Adli tıptan gelen sonuçta, senetlerdeki imzalardan sadece birisinin gelinime ait olduğu belirlendi. Oysa iki senedi de o imzalamıştı.''
Bu gelişme üzerine Saruhanlı Belediyesinden Leyla Eren'in nikahta attığı imzanın
delil olarak istendiğini ifade eden İsmail Eren, ancak belediyenin bu istemi yanıtlamadığını öne sürdü.
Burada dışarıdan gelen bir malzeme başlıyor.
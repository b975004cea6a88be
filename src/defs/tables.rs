//! Per-era constant tables for show styles.
//!
//! Game content was timed against these exact numbers; they are indexed by
//! the numeric show-style type (see `engine::transitions::ShowStyleType`).

/// Number of show-style types, `None` included.
pub const SHOW_STYLE_COUNT: usize = 17;

/// Default step counts, early interpreters.
pub const DIVISIONS_EARLY: [i16; SHOW_STYLE_COUNT] = [
    1, // none
    20, 20, // horizontal shutter out / in
    20, 20, // vertical shutter out / in
    10, 10, 10, 10, // wipe left / right / up / down
    20, 20, // iris out / in
    6, 10, // morph placeholders
    101, 101, // fade out / in
    2, 2, // dissolve (no morph), dissolve
];

/// Default step counts, mid-era and later interpreters.
pub const DIVISIONS_MID: [i16; SHOW_STYLE_COUNT] = [
    1, //
    20, 20, //
    20, 20, //
    16, 16, 16, 16, //
    20, 20, //
    7, 16, //
    101, 101, //
    16, 16, //
];

/// LFSR tap masks for the pixel dissolve, early interpreters.
///
/// Entry `i` drives a register wide enough for `i + 2` bits.
pub const DISSOLVE_SEEDS_EARLY: [u32; 15] = [
    3, 6, 12, 20, 48, 96, 184, 272, 576, 1280, 3232, 6912, 13568, 24576, 46080,
];

/// LFSR tap masks for the pixel dissolve, mid-era and later.
///
/// Indexed directly by register width in bits.
pub const DISSOLVE_SEEDS_MID: [u32; 20] = [
    0, 0, 3, 6, 12, 20, 48, 96, 184, 272, 576, 1280, 3232, 6912, 13568, 24576, 46080, 73728,
    132096, 466944,
];
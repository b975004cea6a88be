use crate::renderer::Clock;

/// Frame cadence: 17, 17, 16 ms, about 60 fps.
const FRAME_PATTERN: [u64; 3] = [17, 17, 16];

/// Sleeps away whatever is left of a frame budget.
///
/// The first wait after construction only records the time: the budget is
/// measured between consecutive calls.
#[derive(Debug, Default)]
pub struct Throttler {
    last_time: u64,
    armed: bool,
    phase: usize,
}

impl Throttler {
    pub fn new() -> Self {
        Self::default()
    }

    /// Wait until `ms` have passed since the previous call.
    pub fn wait(&mut self, clock: &mut dyn Clock, ms: u64) {
        if self.armed {
            let now = clock.millis();
            let elapsed = now.saturating_sub(self.last_time);
            if elapsed < ms {
                clock.sleep(ms - elapsed);
                self.last_time = clock.millis();
            } else {
                self.last_time = now;
            }
        } else {
            self.last_time = clock.millis();
        }
        self.armed = true;
    }

    /// Wait out the next slot of the 60 fps pattern.
    pub fn frame(&mut self, clock: &mut dyn Clock) {
        let ms = FRAME_PATTERN[self.phase];
        self.phase = (self.phase + 1) % FRAME_PATTERN.len();
        self.wait(clock, ms);
    }
}
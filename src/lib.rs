//! Plane compositor for a 2-D adventure interpreter.
//!
//! Scripts describe the screen as prioritised planes holding screen items.
//! Each frame the compositor diffs that scene against what it showed last
//! time, redraws only what changed into an index-colour buffer and blits
//! the changed rectangles. Show styles and scrolls animate planes in and
//! out on top of the same machinery.

pub mod cel;
pub mod config;
pub mod defs;
pub mod engine;
pub mod geometry;
pub mod renderer;
pub mod vm;

#[cfg(test)]
mod testing;

pub use config::EngineConfig;
pub use engine::{GfxError, Graphics, Services};
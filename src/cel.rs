// Cel lookup: the compositor addresses sprite frames by reference and never
// sees resource files. Decoders implement `CelProvider`; `CelBank` is an
// in-memory implementation used by tools and tests.

use std::collections::HashMap;

use crate::geometry::{Point, Rect, SlotList};

/// Resource number of a view or picture.
pub type ResourceId = i32;

/// Handle of an engine-owned bitmap in a [`BitmapStore`].
#[derive(Debug, Clone, Copy, PartialEq, Eq, Hash)]
pub struct BitmapId(pub u32);

/// What a screen item draws.
#[derive(Debug, Clone, Copy, PartialEq, Eq)]
pub enum CelRef {
    View {
        view: ResourceId,
        loop_no: i32,
        cel_no: i32,
    },
    Pic {
        picture: ResourceId,
        cel_no: i32,
    },
    /// Engine-owned bitmap, already at screen resolution.
    Mem(BitmapId),
    /// Solid block of one colour.
    Color { color: u8, width: i32, height: i32 },
}

impl CelRef {
    pub fn is_pic(&self) -> bool {
        matches!(self, CelRef::Pic { .. })
    }

    /// Memory cels are not rescaled from script to screen space.
    pub fn is_screen_resolution(&self) -> bool {
        matches!(self, CelRef::Mem(_))
    }
}

/// Size and drawing attributes of a cel.
#[derive(Debug, Clone, Copy, PartialEq, Eq)]
pub struct CelMetrics {
    pub width: i32,
    pub height: i32,
    /// Hot spot, relative to the cel's top-left corner.
    pub origin: Point,
    /// Colour index that is never drawn.
    pub skip_color: u8,
    pub mirrored: bool,
    /// Cel contains remap colours and must be redrawn when remapping changes.
    pub remap: bool,
}

/// One cel of a picture resource.
#[derive(Debug, Clone, Copy, PartialEq, Eq)]
pub struct PicCel {
    pub priority: i16,
    pub relative_position: Point,
}

/// Access to decoded view and picture resources.
pub trait CelProvider {
    fn loop_count(&self, view: ResourceId) -> Option<i32>;
    fn cel_count(&self, view: ResourceId, loop_no: i32) -> Option<i32>;
    fn picture_cels(&self, picture: ResourceId) -> Option<Vec<PicCel>>;
    /// Metrics of a view or picture cel.
    fn metrics(&self, cel: &CelRef) -> Option<CelMetrics>;
    /// Colour at cel-local `(x, y)`; `mirrored` flips the column.
    fn read_pixel(&self, cel: &CelRef, x: i32, y: i32, mirrored: bool) -> u8;
}

/// Raw indexed-colour image.
#[derive(Debug, Clone, PartialEq, Eq)]
pub struct Bitmap {
    pub width: i32,
    pub height: i32,
    pub origin: Point,
    pub skip_color: u8,
    pub remap: bool,
    pub pixels: Vec<u8>,
}

impl Bitmap {
    pub fn new(width: i32, height: i32, fill: u8, skip_color: u8) -> Self {
        Self {
            width,
            height,
            origin: Point::default(),
            skip_color,
            remap: false,
            pixels: vec![fill; (width.max(0) * height.max(0)) as usize],
        }
    }

    #[inline]
    pub fn pixel(&self, x: i32, y: i32) -> u8 {
        self.pixels[(y * self.width + x) as usize]
    }

    #[inline]
    pub fn set_pixel(&mut self, x: i32, y: i32, color: u8) {
        self.pixels[(y * self.width + x) as usize] = color;
    }

    pub fn rect(&self) -> Rect {
        Rect::sized(self.width, self.height)
    }

    fn metrics(&self) -> CelMetrics {
        CelMetrics {
            width: self.width,
            height: self.height,
            origin: self.origin,
            skip_color: self.skip_color,
            mirrored: false,
            remap: self.remap,
        }
    }
}

/// Bitmaps the engine allocates for itself (dissolve snapshots).
#[derive(Debug, Default)]
pub struct BitmapStore {
    slots: SlotList<Bitmap>,
}

impl BitmapStore {
    pub fn new() -> Self {
        Self::default()
    }

    pub fn alloc(&mut self, bitmap: Bitmap) -> BitmapId {
        // Reuse the first hole so ids stay small across many transitions.
        if let Some(i) = (0..self.slots.len()).find(|&i| self.slots.get(i).is_none()) {
            self.slots.set(i, bitmap);
            return BitmapId(i as u32);
        }
        BitmapId(self.slots.add(bitmap) as u32)
    }

    pub fn free(&mut self, id: BitmapId) -> Option<Bitmap> {
        self.slots.erase_at(id.0 as usize)
    }

    pub fn get(&self, id: BitmapId) -> Option<&Bitmap> {
        self.slots.get(id.0 as usize)
    }

    pub fn get_mut(&mut self, id: BitmapId) -> Option<&mut Bitmap> {
        self.slots.get_mut(id.0 as usize)
    }

    pub fn live(&self) -> usize {
        self.slots.live()
    }
}

/// Resolves any [`CelRef`] against both the resource provider and the
/// engine's own bitmaps.
#[derive(Clone, Copy)]
pub struct CelSource<'a> {
    pub provider: &'a dyn CelProvider,
    pub bitmaps: &'a BitmapStore,
}

impl<'a> CelSource<'a> {
    pub fn new(provider: &'a dyn CelProvider, bitmaps: &'a BitmapStore) -> Self {
        Self { provider, bitmaps }
    }

    pub fn metrics(&self, cel: &CelRef) -> Option<CelMetrics> {
        match cel {
            CelRef::View { .. } | CelRef::Pic { .. } => self.provider.metrics(cel),
            CelRef::Mem(id) => self.bitmaps.get(*id).map(Bitmap::metrics),
            CelRef::Color { width, height, .. } => Some(CelMetrics {
                width: *width,
                height: *height,
                origin: Point::default(),
                // a colour block never skips
                skip_color: 0,
                mirrored: false,
                remap: false,
            }),
        }
    }

    /// Colour at cel-local `(x, y)`, `None` for the skip colour.
    pub fn pixel(&self, cel: &CelRef, metrics: &CelMetrics, x: i32, y: i32, mirrored: bool) -> Option<u8> {
        let color = match cel {
            CelRef::View { .. } | CelRef::Pic { .. } => self.provider.read_pixel(cel, x, y, mirrored),
            CelRef::Mem(id) => {
                let bitmap = self.bitmaps.get(*id)?;
                let x = if mirrored { bitmap.width - 1 - x } else { x };
                bitmap.pixel(x, y)
            }
            CelRef::Color { color, .. } => return Some(*color),
        };
        (color != metrics.skip_color).then_some(color)
    }
}

/// Decoded cel held by a [`CelBank`].
#[derive(Debug, Clone, PartialEq, Eq)]
pub struct CelImage {
    pub width: i32,
    pub height: i32,
    pub origin: Point,
    pub skip_color: u8,
    pub remap: bool,
    pub pixels: Vec<u8>,
}

impl CelImage {
    /// Opaque rectangle of one colour with its origin at the top-left.
    pub fn solid(width: i32, height: i32, color: u8) -> Self {
        Self {
            width,
            height,
            origin: Point::default(),
            skip_color: 255,
            remap: false,
            pixels: vec![color; (width * height) as usize],
        }
    }

    fn metrics(&self) -> CelMetrics {
        CelMetrics {
            width: self.width,
            height: self.height,
            origin: self.origin,
            skip_color: self.skip_color,
            mirrored: false,
            remap: self.remap,
        }
    }
}

/// In-memory cel repository.
///
/// * Views are `loops × cels` grids of images.
/// * Pictures are ordered lists of cels with a priority and offset each.
#[derive(Debug, Default)]
pub struct CelBank {
    views: HashMap<ResourceId, Vec<Vec<CelImage>>>,
    pictures: HashMap<ResourceId, Vec<(PicCel, CelImage)>>,
}

impl CelBank {
    pub fn new() -> Self {
        Self::default()
    }

    pub fn insert_view(&mut self, view: ResourceId, loops: Vec<Vec<CelImage>>) {
        self.views.insert(view, loops);
    }

    pub fn insert_picture(&mut self, picture: ResourceId, cels: Vec<(PicCel, CelImage)>) {
        self.pictures.insert(picture, cels);
    }

    fn image(&self, cel: &CelRef) -> Option<&CelImage> {
        match *cel {
            CelRef::View {
                view,
                loop_no,
                cel_no,
            } => self
                .views
                .get(&view)?
                .get(usize::try_from(loop_no).ok()?)?
                .get(usize::try_from(cel_no).ok()?),
            CelRef::Pic { picture, cel_no } => self
                .pictures
                .get(&picture)?
                .get(usize::try_from(cel_no).ok()?)
                .map(|(_, img)| img),
            _ => None,
        }
    }
}

impl CelProvider for CelBank {
    fn loop_count(&self, view: ResourceId) -> Option<i32> {
        self.views.get(&view).map(|loops| loops.len() as i32)
    }

    fn cel_count(&self, view: ResourceId, loop_no: i32) -> Option<i32> {
        let loops = self.views.get(&view)?;
        loops
            .get(usize::try_from(loop_no).ok()?)
            .map(|cels| cels.len() as i32)
    }

    fn picture_cels(&self, picture: ResourceId) -> Option<Vec<PicCel>> {
        self.pictures
            .get(&picture)
            .map(|cels| cels.iter().map(|(info, _)| *info).collect())
    }

    fn metrics(&self, cel: &CelRef) -> Option<CelMetrics> {
        self.image(cel).map(CelImage::metrics)
    }

    fn read_pixel(&self, cel: &CelRef, x: i32, y: i32, mirrored: bool) -> u8 {
        match self.image(cel) {
            Some(img) => {
                let x = if mirrored { img.width - 1 - x } else { x };
                img.pixels[(y * img.width + x) as usize]
            }
            None => 0,
        }
    }
}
Eren, ''Benim canımı sıkan esas konu, senetlerin ikisinde de aynı imza var. İkisini de (sen imzalamışsın) deseler bana, cezamı çekerim. 300 bin YTL'lik senedi kabul ettiler, diğerini ise kabul etmediler'' dedi.
İsmail Eren, adli tıp raporu üzerine yapmadığı bir
eylem nedeniyle sahte senet düzenlemekten yargılanarak, iki yıl
hapis cezasına çarptırıldığını, 42 gün Soma Cezaevinde kaldıktan yeni yasadan yararlanarak verdiği dilekçe uyarınca, yaş haddi nedeniyle cezasının evde çekmesine karar verildiğini bildirdi.
Eren, şunları kaydetti:
''Ancak bana verilen bu iki yıl evde kalma cezası çok ağır geldi. Aşağıya bakkala bile indirmiyorlar. Jandarmanın biri geliyor, biri gidiyor. İhtiyaçlarımı karşılamıyorum. Sadece üst kattaki kızım yemek getiriyor. Kendime ait tarlam var, ancak alan da süren de yok. Bu iş böyle yürümüyor. Eğer kapalı cezaevinde kalan cezamı çekersem, 9 ay daha yatacağım. Bunun için dilekçe vereceğim.''
(AA)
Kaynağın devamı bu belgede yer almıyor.